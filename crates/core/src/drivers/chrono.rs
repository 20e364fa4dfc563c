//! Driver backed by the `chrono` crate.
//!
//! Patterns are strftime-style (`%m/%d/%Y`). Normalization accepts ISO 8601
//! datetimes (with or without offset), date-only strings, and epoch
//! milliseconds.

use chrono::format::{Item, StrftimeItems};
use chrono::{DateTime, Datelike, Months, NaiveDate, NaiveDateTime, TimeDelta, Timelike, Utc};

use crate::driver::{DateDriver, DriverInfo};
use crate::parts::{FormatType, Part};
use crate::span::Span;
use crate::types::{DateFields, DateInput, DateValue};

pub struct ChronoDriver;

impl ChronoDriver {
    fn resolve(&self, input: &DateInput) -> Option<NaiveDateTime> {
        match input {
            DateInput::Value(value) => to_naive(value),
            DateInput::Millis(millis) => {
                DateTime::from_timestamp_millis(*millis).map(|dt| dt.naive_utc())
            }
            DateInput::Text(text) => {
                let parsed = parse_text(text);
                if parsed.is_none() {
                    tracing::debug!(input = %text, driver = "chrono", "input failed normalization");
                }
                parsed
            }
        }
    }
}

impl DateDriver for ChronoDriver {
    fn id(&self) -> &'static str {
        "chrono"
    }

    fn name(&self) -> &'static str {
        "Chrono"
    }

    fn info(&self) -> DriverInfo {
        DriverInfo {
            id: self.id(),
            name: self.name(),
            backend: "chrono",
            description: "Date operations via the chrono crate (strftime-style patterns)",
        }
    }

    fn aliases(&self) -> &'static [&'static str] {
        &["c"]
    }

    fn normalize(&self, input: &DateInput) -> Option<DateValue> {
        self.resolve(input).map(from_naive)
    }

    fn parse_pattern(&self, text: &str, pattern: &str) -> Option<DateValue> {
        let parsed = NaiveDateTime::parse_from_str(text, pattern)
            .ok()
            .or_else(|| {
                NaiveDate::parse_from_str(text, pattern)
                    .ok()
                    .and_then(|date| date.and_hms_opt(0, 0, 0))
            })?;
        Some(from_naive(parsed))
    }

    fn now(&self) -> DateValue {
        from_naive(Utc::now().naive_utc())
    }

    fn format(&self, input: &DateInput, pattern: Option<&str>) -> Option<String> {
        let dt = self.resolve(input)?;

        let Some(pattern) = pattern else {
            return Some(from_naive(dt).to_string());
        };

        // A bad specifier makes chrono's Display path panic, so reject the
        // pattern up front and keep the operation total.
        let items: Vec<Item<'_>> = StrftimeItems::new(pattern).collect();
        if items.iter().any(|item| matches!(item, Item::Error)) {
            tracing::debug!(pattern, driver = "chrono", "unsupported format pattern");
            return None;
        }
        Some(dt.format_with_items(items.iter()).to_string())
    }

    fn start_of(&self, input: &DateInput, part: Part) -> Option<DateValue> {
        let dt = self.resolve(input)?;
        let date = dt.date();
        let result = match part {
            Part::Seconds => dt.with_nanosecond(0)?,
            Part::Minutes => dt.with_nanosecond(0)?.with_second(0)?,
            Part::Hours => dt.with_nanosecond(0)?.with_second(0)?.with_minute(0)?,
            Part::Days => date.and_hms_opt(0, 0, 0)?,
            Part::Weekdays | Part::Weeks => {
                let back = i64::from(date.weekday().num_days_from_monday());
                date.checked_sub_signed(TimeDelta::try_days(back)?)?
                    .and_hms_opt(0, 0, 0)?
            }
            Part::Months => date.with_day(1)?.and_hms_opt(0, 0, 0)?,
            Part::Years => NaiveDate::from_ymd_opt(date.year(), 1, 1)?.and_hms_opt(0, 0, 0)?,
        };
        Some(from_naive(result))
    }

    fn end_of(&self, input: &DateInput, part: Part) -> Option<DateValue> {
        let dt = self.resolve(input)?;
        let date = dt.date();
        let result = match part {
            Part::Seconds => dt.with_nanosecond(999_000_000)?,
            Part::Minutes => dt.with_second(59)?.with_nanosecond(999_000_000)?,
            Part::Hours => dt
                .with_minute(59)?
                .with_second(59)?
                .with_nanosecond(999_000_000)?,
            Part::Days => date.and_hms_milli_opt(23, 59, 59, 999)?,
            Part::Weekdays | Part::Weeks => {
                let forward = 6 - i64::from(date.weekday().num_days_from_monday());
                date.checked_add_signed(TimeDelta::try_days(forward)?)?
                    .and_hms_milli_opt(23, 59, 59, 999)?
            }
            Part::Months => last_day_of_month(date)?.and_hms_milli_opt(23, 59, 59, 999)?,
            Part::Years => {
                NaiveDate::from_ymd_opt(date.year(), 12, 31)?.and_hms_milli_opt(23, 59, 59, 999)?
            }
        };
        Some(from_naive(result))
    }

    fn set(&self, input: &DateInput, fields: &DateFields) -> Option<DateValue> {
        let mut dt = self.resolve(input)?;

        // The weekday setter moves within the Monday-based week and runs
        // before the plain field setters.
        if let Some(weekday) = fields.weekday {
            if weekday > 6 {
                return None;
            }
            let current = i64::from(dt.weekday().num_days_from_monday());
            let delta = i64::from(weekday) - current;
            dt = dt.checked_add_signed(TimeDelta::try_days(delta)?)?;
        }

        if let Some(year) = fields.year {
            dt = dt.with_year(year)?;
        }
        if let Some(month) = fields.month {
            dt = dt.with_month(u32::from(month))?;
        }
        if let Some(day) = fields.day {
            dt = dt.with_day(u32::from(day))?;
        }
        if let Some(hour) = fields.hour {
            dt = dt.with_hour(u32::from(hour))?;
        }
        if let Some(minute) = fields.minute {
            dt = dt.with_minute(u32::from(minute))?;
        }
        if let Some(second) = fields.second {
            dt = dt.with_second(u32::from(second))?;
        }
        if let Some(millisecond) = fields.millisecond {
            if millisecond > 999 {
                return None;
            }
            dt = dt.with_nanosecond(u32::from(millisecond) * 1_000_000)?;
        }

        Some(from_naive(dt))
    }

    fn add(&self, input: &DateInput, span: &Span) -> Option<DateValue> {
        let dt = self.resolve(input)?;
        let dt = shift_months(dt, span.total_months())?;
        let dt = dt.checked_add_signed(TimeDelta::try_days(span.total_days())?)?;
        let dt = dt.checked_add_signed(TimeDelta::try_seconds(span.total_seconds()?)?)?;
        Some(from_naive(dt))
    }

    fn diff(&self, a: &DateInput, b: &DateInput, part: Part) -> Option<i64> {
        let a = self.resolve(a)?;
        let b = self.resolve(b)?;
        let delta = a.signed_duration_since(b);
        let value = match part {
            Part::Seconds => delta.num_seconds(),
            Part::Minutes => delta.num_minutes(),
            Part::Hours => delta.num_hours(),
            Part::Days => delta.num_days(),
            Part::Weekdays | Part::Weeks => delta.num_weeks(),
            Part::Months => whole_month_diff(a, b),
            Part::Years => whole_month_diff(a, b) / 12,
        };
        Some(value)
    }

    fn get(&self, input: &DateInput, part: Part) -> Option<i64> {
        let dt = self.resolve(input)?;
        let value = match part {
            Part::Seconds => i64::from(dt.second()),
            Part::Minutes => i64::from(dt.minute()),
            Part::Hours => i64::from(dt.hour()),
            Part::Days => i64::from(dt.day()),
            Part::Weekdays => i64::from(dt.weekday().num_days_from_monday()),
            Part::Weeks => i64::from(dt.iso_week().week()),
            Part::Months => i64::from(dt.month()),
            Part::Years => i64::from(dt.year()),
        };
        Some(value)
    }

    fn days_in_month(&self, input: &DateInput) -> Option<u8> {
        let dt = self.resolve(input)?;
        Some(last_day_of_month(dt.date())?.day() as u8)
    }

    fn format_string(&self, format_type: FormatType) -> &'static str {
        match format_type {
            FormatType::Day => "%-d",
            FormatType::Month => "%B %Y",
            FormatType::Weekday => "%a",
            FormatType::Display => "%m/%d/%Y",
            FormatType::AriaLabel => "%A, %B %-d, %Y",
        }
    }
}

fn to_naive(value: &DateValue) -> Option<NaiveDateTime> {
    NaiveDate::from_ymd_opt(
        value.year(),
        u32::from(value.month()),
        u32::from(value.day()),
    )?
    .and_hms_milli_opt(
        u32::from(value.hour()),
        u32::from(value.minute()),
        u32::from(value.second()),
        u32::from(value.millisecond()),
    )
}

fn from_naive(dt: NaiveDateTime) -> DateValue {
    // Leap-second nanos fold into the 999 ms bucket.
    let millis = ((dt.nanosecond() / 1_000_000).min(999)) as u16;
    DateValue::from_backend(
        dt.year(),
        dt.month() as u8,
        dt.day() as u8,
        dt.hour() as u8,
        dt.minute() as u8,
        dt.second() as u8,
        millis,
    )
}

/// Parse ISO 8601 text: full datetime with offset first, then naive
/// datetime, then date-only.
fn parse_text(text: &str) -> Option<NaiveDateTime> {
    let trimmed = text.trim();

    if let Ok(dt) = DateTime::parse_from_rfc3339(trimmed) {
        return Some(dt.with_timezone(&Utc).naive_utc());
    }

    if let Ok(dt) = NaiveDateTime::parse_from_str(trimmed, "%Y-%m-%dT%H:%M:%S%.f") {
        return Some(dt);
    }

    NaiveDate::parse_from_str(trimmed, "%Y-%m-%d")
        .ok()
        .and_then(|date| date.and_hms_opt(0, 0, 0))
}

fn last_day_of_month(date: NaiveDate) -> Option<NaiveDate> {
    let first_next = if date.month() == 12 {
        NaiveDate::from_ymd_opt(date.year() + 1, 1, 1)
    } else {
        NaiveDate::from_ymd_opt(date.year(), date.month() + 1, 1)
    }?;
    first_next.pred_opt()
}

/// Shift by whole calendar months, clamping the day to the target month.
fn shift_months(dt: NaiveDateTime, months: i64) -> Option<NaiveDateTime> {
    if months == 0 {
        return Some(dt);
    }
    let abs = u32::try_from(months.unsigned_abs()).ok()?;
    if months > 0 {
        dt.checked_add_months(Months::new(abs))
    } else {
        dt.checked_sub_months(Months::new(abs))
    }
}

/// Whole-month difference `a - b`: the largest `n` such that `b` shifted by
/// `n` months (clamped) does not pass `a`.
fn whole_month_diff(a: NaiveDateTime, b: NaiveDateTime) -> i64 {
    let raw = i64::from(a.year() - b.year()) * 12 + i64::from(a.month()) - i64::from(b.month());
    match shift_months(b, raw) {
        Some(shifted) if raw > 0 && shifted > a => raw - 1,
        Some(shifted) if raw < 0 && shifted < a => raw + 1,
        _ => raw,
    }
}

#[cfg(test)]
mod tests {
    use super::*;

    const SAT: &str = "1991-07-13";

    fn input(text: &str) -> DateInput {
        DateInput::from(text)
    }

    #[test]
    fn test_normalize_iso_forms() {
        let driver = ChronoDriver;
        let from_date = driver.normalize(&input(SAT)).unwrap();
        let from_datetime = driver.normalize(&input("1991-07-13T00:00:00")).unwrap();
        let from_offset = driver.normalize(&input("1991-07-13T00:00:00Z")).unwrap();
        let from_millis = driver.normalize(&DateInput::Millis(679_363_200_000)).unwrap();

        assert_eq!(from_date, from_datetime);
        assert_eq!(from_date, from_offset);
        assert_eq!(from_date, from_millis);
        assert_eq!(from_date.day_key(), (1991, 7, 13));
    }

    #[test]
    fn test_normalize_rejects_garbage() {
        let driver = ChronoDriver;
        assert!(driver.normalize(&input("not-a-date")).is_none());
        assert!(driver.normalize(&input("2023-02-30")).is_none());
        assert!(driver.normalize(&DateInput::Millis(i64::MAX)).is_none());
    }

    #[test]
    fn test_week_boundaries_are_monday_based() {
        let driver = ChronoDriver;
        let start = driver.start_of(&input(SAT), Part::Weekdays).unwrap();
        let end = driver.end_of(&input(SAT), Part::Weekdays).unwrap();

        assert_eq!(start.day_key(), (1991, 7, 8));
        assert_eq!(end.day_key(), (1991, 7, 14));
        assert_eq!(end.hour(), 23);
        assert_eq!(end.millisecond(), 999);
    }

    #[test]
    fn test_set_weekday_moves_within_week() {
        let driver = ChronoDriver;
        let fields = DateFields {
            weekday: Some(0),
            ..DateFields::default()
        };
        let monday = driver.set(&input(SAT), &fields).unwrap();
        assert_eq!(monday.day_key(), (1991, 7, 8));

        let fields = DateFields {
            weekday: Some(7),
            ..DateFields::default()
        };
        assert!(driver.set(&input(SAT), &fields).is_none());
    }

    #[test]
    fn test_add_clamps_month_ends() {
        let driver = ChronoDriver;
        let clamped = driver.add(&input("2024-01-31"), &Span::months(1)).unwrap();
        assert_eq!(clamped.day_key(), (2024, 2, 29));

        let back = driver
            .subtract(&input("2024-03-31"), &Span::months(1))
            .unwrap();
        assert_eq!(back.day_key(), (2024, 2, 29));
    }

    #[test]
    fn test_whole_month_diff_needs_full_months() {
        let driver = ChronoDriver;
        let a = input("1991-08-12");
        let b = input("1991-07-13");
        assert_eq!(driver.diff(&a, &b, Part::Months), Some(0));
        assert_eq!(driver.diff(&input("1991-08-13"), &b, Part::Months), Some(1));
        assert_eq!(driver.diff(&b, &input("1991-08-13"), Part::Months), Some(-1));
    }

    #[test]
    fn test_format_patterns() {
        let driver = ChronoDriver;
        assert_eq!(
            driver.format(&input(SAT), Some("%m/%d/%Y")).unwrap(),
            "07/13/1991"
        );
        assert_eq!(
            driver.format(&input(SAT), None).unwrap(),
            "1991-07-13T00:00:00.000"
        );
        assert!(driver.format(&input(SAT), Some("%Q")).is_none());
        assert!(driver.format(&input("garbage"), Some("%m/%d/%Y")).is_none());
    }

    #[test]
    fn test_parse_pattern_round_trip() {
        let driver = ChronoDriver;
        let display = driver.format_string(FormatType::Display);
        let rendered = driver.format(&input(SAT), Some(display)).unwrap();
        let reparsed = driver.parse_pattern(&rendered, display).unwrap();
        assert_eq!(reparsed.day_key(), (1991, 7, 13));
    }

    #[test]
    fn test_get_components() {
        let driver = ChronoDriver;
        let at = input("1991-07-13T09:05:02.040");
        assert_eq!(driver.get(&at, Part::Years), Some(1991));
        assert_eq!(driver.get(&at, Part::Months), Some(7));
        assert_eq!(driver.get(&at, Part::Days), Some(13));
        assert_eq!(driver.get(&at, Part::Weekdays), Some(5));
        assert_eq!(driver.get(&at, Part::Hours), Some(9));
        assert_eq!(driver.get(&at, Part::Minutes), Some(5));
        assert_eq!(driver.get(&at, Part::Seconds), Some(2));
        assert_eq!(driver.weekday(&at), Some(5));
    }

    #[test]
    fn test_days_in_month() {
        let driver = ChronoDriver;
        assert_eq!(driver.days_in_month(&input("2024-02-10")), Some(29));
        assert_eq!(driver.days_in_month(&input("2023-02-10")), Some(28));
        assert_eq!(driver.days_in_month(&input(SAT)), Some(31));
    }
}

---

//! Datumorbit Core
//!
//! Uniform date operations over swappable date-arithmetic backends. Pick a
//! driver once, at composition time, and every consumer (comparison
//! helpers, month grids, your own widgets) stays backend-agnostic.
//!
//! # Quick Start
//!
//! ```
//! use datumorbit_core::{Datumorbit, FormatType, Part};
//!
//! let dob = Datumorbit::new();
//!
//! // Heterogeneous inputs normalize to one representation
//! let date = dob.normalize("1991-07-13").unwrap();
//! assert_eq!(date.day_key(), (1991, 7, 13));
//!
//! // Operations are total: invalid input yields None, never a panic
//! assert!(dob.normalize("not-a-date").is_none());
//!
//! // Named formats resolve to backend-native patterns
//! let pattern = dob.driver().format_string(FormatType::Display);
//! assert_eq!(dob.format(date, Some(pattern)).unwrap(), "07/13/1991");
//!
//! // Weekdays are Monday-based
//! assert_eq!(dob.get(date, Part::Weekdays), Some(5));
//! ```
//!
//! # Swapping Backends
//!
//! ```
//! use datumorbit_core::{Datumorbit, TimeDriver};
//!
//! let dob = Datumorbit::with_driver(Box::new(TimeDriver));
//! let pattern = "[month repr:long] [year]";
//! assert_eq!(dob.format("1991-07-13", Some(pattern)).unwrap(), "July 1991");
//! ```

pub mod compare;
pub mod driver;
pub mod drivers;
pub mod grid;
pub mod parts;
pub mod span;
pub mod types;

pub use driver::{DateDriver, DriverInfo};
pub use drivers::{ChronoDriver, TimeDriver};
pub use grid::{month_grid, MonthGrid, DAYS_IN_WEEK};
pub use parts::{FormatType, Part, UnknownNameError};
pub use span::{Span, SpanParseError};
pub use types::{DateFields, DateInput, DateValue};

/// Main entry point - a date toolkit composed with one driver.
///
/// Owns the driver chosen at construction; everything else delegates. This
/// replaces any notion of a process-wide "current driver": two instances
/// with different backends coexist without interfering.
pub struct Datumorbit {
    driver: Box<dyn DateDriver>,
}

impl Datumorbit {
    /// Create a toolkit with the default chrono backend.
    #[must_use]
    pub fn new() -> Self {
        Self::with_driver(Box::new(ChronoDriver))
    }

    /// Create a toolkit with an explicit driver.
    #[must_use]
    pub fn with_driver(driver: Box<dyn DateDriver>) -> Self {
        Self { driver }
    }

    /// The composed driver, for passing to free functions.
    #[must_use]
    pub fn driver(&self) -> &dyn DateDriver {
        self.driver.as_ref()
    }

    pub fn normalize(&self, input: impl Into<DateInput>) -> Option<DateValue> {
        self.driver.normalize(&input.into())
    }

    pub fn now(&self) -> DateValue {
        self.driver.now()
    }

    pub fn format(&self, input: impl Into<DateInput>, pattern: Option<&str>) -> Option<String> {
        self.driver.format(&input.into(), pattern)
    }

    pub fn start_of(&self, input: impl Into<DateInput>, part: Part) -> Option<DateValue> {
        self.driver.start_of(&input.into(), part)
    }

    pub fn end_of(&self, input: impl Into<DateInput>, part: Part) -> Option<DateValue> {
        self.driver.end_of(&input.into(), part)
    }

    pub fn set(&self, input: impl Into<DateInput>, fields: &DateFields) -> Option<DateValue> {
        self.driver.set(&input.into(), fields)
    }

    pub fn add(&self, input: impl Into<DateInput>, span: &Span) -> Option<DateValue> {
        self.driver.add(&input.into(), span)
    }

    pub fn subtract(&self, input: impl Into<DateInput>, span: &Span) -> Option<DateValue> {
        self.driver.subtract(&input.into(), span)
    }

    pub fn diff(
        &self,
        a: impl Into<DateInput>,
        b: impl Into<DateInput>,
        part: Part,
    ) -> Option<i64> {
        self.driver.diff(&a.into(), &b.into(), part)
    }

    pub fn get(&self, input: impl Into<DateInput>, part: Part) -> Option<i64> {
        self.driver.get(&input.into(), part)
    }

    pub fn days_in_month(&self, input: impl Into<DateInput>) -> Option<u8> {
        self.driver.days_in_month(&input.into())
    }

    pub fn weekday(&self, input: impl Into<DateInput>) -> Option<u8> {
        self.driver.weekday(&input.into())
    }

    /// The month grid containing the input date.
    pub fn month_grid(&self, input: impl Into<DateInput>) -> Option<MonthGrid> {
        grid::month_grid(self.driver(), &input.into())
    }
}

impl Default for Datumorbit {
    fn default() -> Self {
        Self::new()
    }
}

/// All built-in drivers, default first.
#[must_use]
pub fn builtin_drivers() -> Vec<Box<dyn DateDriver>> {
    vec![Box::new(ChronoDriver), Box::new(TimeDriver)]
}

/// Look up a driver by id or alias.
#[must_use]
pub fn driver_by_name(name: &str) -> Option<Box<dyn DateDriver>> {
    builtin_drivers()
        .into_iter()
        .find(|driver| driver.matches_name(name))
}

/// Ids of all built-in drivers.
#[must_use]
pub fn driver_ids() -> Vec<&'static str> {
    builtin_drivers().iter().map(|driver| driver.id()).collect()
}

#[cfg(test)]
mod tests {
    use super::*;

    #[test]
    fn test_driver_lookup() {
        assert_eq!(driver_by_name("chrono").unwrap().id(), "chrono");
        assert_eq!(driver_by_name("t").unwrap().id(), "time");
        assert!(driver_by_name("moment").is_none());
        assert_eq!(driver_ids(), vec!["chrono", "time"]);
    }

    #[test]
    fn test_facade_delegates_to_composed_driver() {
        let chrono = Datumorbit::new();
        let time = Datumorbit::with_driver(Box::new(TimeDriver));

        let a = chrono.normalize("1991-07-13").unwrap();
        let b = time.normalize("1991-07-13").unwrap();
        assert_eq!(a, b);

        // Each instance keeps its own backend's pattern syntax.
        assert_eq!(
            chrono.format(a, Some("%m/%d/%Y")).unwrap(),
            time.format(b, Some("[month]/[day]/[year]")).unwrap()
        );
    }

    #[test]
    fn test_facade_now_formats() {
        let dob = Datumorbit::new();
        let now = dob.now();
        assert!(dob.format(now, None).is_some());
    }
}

◆ Task directions
Whenever the word "Weeks" occurs in a line of the listing above, return that line.

◆ Task answer
            Part::Weekdays | Part::Weeks => {
            Part::Weekdays | Part::Weeks => {
            Part::Weekdays | Part::Weeks => delta.num_weeks(),
            Part::Weeks => i64::from(dt.iso_week().week()),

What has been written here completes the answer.